Copy, from the data below, each line that has the word "FontWeight".

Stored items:
::::

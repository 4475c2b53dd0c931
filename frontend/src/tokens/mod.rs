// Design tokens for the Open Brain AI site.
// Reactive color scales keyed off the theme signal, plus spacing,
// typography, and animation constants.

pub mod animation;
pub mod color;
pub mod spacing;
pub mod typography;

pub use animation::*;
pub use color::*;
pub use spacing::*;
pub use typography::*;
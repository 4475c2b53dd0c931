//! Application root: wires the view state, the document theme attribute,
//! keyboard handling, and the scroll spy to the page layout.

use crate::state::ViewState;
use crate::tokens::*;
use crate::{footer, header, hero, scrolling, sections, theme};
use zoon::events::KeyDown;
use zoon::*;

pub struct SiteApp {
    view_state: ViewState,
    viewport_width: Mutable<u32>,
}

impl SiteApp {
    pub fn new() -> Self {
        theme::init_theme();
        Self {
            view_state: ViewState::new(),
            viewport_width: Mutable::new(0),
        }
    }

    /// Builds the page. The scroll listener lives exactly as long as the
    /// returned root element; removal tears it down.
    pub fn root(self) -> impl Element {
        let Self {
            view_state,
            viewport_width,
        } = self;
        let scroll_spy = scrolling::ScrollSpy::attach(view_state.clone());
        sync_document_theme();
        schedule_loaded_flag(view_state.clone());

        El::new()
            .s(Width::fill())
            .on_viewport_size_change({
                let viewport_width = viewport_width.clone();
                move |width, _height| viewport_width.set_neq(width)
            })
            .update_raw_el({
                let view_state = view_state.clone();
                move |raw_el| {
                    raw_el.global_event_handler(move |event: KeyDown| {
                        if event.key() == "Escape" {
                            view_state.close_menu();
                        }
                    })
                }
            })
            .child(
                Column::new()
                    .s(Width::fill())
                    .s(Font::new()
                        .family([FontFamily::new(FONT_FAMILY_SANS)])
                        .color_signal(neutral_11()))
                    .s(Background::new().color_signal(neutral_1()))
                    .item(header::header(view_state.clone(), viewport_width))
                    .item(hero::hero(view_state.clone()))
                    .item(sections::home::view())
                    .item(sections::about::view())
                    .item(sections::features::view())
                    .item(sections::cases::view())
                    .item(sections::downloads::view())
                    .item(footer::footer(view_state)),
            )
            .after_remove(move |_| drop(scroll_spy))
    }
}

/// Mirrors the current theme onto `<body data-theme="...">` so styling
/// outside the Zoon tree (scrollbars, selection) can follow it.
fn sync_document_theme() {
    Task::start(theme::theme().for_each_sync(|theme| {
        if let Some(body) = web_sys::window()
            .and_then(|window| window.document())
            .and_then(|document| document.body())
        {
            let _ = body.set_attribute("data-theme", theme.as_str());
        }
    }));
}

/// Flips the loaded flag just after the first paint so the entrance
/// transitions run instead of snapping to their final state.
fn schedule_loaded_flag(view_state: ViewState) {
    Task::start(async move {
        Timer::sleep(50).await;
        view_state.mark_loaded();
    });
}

::::

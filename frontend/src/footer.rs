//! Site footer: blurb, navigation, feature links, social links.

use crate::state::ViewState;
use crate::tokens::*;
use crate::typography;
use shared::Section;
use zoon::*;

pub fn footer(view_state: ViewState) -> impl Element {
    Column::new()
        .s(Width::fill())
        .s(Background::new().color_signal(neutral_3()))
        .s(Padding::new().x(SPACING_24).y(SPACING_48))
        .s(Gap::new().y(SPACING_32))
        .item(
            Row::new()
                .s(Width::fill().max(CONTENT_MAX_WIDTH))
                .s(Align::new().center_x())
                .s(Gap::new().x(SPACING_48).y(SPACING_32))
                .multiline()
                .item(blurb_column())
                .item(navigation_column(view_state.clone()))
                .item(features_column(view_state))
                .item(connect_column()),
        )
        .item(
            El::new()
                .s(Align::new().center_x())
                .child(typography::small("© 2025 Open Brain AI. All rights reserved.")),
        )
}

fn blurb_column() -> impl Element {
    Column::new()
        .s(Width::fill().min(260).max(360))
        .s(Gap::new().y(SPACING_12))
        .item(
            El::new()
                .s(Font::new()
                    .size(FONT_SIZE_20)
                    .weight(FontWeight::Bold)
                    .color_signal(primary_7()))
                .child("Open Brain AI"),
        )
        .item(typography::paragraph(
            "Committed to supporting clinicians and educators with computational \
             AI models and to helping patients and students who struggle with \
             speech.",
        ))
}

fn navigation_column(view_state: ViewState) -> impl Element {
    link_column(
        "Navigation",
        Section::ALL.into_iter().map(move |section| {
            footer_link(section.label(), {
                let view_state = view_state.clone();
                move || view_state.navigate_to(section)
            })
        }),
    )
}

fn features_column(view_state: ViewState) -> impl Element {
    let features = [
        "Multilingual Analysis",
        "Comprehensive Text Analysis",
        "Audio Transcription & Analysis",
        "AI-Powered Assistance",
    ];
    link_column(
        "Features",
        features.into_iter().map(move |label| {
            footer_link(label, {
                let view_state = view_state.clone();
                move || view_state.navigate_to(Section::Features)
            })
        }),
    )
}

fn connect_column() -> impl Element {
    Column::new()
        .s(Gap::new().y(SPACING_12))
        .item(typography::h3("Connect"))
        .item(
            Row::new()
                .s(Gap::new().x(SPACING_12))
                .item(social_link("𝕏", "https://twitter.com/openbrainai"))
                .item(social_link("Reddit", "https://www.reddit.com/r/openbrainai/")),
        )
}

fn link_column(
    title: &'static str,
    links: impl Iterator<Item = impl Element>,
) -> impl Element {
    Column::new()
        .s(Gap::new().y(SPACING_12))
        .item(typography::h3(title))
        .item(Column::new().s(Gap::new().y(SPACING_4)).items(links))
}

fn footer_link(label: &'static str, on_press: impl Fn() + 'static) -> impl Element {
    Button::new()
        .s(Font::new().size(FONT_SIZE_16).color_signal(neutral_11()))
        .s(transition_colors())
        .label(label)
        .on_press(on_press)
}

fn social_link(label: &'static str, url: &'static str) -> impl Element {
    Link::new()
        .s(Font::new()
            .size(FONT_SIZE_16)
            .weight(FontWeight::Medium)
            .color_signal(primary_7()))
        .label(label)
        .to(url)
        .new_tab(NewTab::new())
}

::::

▶ SOLUTION:
                    .weight(FontWeight::Bold)
            .weight(FontWeight::Medium)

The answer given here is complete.